You may have heard that the Government is changing the rules if you do not live in your family home for more than 12 months during the period of ownership. This is because they want to introduce “fairness” to the Bright-line rules. Unfortunately, the Government gives, and the Government takes away. Under the current rules if the “land has been used predominately, for most of the time the person owns the land, for a dwelling that was the main home…” (i.e. 50%) you have a total exclusion from the Bright-line rules (unless you use that exclusion too often). You might have heard for the new rules for new property acquired on or after 27 March 2021, if you are absent for 12 months or more during that ownership period you will be taxed on the capital gain on your property when you sell it – subject to an apportionment for when you did live in it. You heard right. The apportionment is based on a formula to maybe take some of the 100% gain out of the equation – you will need a calculator to work it out, good records and a good accountant and/or lawyer to advise if you qualify. There is no inflation adjustment involved. 10 years is a long time. Circumstances change. This rule could affect a significant proportion of the population and drive different legal and social behaviours for decades to come. On the bright side, it sounds like “new builds” will be excluded from the 10 year Bright-line rules (but remain under the 5 year rules). What is “new” has not been decided, possibly those acquired within 12 months of code of compliance being issued – the Government will consult on this. Then backdate their decision to 27 March 2021.
You may have heard that the Government is about to eliminate the interest expense against your rental income – it appears allowing a deduction just encourages people. Every business does the same thing: borrow money to buy something, and sell something for (hopefully) more than it cost. This concept is quite often called “Economics 101”. Why is a residential rental property any different to any other business?
You may have heard that the Government is “considering closing a loophole on interest-only loans to speculators.” Interest only loans are used for a number of reasons, in a number of businesses and households. If by “speculators” the Government means “property speculators”, then a well informed Government would know that “property speculators” are actually already subject to income tax on their property gains. Not a Capital Gains by Stealth, not a Bright-line rule, not falling into some loophole – they are just taxable on their profit. [note the full stop]
Exhibit A – The Income Tax Act 2007 – specifically section CB 6 (and we quote):
CB 6 Disposal: land acquired for purpose or with intention of disposal
(1) An amount that a person derives from disposing of land is income of the person if they acquired the land—
(a) for 1 or more purposes that included the purpose of disposing of it:
(b) with 1 or more intentions that included the intention of disposing of it.

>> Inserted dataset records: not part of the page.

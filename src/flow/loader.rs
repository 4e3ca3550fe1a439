//! Locating and loading flow documents from the config root.

use super::document::{Record, parse_records};
use super::spec::{AgentSpec, TaskSpec};
use crate::error::{CrewError, Result};
use std::fs;
use std::path::{Path, PathBuf};

/// File stem of the agent document.
pub const AGENTS_DOCUMENT: &str = "agents";

/// File stem of the task document.
pub const TASKS_DOCUMENT: &str = "tasks";

/// Accepted document extensions, in order of preference.
const EXTENSIONS: [&str; 2] = ["yaml", "yml"];

/// Both parsed documents of one flow.
#[derive(Debug, Clone)]
pub struct FlowDocuments {
    pub flow: String,
    pub agents: Vec<Record<AgentSpec>>,
    pub tasks: Vec<Record<TaskSpec>>,
}

impl FlowDocuments {
    /// Load `<config_root>/<flow>/{agents,tasks}.yaml`.
    ///
    /// Both files are located before either is parsed, so a missing document
    /// is always reported as `MissingDocument` rather than a parse error.
    /// Nothing is created on disk.
    pub fn load(config_root: &Path, flow: &str) -> Result<Self> {
        let flow = validate_flow_name(flow)?;

        let dir = config_root.join(flow);
        if !dir.is_dir() {
            return Err(CrewError::MissingFlow {
                flow: flow.to_string(),
                path: dir,
            });
        }

        let agents_path = locate_document(&dir, flow, AGENTS_DOCUMENT)?;
        let tasks_path = locate_document(&dir, flow, TASKS_DOCUMENT)?;

        let agents = parse_records::<AgentSpec>(&agents_path, &read_document(&agents_path)?)?;
        let tasks = parse_records::<TaskSpec>(&tasks_path, &read_document(&tasks_path)?)?;

        tracing::info!(
            flow,
            agents = agents.len(),
            tasks = tasks.len(),
            "loaded flow documents"
        );

        Ok(Self {
            flow: flow.to_string(),
            agents,
            tasks,
        })
    }
}

/// List flow names (subdirectories of the config root), sorted.
///
/// The config root is not created when absent; that is a configuration error.
pub fn list_flows(config_root: &Path) -> Result<Vec<String>> {
    if !config_root.is_dir() {
        return Err(CrewError::Config(format!(
            "config root '{}' does not exist; create one subdirectory per flow containing agents.yaml and tasks.yaml",
            config_root.display()
        )));
    }

    let entries = fs::read_dir(config_root)
        .map_err(|e| CrewError::io("failed to read config root", config_root, e))?;

    let mut flows = Vec::new();
    for entry in entries {
        let entry = entry.map_err(|e| CrewError::io("failed to read config root", config_root, e))?;
        let path = entry.path();
        if !path.is_dir() {
            continue;
        }
        if let Some(name) = path.file_name().and_then(|n| n.to_str())
            && !name.starts_with('.')
        {
            flows.push(name.to_string());
        }
    }
    flows.sort();
    Ok(flows)
}

/// Trim `flow` and reject names that would escape the config root.
///
/// Returns the trimmed name, which is what callers should join onto paths.
pub fn validate_flow_name(flow: &str) -> Result<&str> {
    let trimmed = flow.trim();
    if trimmed.is_empty() {
        return Err(CrewError::UserError("flow name cannot be empty".to_string()));
    }
    if trimmed == "." || trimmed == ".." || trimmed.contains(['/', '\\']) {
        return Err(CrewError::UserError(format!(
            "invalid flow name '{}': must be a single directory name under the config root",
            flow
        )));
    }
    Ok(trimmed)
}

fn locate_document(dir: &Path, flow: &str, stem: &str) -> Result<PathBuf> {
    EXTENSIONS
        .iter()
        .map(|ext| dir.join(format!("{}.{}", stem, ext)))
        .find(|path| path.is_file())
        .ok_or_else(|| CrewError::MissingDocument {
            flow: flow.to_string(),
            path: dir.join(format!("{}.{}", stem, EXTENSIONS[0])),
        })
}

fn read_document(path: &Path) -> Result<String> {
    fs::read_to_string(path).map_err(|e| CrewError::io("failed to read document", path, e))
}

What’s happening right now?
On 23 March 2021 the New Zealand Government announced then introduced a Supplementary Order Paper (SOP) to the existing Taxation (Annual Rates for 2020–21, Feasibility Expenditure, and Remedial Matters) Bill. There are a number of changes including:
- Moving the Bright-line period from 5 years to 10 years, with effect from property acquired on or after 27 March 2021
- Changing the Main Home exclusion rule for Bright-line to capture property that has not been the main home of the taxpayer for at least 12 months during their period of ownership, for property acquired on or after 27 March 2021
- Bringing in short-term rental accommodation into the Bright-line rules by removing the business premises exclusion for some types of property with effect for property acquired on or after 27 March 2021
- Bringing in short-term rental accommodation into the loss ring-fencing rules by removing the business premises exclusion for some types of property for all relevant property with effect from the 2021/2022 year (for most taxpayers this is from 1 April 2021).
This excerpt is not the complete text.